::: Record set :::

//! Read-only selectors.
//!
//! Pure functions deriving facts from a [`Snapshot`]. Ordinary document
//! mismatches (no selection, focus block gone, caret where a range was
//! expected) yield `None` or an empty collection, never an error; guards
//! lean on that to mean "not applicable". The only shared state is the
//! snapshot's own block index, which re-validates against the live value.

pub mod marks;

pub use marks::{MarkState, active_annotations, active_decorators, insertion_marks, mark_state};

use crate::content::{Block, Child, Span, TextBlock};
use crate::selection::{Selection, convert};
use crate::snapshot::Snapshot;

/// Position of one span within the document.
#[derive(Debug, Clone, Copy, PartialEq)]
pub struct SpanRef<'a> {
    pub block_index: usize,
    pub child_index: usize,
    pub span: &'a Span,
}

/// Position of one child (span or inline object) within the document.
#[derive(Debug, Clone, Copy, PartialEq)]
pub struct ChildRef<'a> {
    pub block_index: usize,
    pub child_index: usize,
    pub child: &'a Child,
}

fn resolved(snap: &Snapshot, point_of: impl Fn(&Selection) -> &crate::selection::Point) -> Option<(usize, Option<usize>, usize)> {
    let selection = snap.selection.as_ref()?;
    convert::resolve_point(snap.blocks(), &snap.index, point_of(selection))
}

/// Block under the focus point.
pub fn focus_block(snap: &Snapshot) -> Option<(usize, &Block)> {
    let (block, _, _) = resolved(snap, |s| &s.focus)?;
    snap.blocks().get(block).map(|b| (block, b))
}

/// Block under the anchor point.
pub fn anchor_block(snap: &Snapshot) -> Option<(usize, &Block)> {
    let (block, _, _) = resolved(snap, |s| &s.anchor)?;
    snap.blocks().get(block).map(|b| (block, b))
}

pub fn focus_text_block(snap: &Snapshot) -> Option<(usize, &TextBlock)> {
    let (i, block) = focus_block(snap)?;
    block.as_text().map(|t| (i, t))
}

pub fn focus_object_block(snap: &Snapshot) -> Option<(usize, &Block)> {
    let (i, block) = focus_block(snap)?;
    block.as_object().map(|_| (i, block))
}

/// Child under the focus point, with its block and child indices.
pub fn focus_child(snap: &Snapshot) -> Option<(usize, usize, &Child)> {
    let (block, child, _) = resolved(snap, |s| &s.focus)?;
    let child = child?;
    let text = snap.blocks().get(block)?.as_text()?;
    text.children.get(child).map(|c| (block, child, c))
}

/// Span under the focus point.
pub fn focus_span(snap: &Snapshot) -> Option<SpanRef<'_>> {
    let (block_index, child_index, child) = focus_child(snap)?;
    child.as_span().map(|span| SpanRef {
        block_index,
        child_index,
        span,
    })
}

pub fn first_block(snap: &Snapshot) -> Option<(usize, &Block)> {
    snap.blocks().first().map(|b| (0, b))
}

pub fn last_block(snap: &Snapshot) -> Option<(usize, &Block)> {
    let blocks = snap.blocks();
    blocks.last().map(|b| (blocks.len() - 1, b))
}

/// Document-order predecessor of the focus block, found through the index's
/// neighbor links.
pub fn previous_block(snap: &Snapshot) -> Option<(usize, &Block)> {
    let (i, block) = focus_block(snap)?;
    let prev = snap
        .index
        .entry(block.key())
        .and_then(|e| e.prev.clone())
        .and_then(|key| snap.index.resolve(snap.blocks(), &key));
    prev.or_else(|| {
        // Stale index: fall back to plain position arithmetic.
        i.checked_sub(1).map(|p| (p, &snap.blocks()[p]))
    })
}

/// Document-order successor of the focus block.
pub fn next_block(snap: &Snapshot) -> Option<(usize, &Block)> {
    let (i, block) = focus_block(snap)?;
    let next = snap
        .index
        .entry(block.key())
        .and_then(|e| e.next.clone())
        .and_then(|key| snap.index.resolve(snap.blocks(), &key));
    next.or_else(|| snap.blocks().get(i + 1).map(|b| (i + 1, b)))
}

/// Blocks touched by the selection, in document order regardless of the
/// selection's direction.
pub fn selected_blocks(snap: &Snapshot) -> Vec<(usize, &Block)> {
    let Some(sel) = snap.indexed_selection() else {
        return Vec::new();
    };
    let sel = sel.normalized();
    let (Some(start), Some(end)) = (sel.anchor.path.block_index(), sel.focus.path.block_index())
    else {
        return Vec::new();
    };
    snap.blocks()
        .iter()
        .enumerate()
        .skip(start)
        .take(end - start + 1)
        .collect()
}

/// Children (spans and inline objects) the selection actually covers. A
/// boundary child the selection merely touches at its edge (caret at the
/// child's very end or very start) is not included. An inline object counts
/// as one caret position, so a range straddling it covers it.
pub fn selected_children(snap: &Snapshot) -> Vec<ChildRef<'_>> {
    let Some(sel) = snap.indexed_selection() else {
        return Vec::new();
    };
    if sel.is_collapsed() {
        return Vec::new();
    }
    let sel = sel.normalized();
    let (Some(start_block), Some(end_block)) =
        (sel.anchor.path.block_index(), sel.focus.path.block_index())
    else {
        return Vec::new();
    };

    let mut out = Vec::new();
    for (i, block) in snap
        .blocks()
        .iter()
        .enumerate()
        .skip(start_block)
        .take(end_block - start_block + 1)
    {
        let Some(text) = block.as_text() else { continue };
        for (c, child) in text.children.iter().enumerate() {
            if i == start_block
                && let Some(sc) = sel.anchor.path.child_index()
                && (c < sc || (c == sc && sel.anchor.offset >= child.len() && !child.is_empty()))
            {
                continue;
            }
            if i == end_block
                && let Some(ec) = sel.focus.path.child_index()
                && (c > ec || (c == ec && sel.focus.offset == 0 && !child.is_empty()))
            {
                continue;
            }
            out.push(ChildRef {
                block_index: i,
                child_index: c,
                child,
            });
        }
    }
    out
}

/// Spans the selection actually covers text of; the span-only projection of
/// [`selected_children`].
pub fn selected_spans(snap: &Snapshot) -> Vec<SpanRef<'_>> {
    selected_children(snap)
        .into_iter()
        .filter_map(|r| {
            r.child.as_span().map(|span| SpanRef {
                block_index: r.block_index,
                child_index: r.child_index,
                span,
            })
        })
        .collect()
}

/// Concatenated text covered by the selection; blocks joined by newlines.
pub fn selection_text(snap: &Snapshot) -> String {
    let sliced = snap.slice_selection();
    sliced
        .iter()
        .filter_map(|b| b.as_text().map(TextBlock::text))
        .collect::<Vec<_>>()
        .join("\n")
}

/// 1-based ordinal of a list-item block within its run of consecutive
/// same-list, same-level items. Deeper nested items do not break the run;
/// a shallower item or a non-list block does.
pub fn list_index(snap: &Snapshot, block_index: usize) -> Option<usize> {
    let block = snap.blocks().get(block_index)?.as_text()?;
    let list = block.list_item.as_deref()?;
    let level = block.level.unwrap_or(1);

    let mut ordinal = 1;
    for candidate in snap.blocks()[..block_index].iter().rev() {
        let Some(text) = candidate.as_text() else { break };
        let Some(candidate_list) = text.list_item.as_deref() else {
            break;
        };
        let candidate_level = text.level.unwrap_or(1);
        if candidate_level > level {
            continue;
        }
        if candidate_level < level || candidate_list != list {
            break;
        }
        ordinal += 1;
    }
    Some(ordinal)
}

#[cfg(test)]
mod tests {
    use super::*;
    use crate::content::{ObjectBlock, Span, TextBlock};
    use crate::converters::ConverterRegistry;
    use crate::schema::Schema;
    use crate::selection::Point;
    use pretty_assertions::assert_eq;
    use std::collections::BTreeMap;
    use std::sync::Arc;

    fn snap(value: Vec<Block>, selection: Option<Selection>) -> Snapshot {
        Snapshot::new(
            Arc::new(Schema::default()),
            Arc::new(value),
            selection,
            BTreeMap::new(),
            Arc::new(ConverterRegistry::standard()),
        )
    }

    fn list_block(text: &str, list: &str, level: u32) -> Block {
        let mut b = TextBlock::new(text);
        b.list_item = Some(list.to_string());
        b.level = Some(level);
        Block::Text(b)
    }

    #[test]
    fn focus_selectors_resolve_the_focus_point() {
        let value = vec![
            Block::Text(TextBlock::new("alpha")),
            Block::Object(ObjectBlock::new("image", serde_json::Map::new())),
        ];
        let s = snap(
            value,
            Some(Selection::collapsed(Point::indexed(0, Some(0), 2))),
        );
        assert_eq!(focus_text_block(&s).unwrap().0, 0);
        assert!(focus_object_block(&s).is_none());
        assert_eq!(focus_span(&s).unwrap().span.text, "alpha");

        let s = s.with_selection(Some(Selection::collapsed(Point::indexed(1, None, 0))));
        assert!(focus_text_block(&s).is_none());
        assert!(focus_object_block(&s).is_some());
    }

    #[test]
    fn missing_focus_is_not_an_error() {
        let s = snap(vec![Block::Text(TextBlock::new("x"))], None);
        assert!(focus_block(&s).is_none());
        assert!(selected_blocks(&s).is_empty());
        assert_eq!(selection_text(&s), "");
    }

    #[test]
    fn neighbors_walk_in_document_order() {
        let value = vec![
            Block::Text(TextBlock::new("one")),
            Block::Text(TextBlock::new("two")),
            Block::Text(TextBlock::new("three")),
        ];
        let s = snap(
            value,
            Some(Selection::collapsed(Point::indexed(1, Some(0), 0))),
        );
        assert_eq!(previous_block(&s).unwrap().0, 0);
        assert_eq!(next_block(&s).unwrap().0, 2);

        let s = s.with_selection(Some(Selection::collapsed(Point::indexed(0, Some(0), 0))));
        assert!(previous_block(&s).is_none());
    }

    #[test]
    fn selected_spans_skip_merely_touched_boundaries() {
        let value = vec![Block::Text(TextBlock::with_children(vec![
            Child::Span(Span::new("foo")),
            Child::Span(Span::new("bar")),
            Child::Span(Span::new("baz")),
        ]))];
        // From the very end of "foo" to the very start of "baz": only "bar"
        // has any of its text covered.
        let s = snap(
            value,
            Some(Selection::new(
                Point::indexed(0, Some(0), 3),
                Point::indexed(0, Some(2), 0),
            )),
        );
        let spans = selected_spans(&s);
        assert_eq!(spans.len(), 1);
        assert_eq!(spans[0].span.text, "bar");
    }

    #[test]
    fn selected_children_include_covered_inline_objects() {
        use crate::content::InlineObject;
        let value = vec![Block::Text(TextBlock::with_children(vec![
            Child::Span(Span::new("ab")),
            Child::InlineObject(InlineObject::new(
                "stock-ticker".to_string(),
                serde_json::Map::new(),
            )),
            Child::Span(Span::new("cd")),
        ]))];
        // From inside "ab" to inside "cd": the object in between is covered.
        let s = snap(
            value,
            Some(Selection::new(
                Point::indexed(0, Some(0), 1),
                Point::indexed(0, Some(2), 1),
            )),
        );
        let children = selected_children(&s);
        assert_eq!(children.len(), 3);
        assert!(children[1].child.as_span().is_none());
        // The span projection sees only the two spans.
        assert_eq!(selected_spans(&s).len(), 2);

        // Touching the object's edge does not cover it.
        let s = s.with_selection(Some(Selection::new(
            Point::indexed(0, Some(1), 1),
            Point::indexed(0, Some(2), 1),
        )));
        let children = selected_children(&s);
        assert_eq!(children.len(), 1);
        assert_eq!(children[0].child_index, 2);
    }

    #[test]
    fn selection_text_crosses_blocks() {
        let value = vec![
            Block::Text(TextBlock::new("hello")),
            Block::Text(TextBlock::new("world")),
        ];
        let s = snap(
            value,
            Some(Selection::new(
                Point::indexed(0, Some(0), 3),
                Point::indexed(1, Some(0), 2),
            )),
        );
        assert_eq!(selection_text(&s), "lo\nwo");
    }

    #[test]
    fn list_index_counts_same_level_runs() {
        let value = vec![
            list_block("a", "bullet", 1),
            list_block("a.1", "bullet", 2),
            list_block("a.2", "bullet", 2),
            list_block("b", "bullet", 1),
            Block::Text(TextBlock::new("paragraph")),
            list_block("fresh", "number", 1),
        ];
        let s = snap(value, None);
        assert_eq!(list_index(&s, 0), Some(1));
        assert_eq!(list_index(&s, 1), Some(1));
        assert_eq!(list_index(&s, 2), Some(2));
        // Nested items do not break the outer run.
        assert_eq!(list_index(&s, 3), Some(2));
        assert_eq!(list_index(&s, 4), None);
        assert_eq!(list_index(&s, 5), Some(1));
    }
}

:::

If a line contains the word "alpha", count it; give the total for the entries above and nothing else.

▸ Written answer
2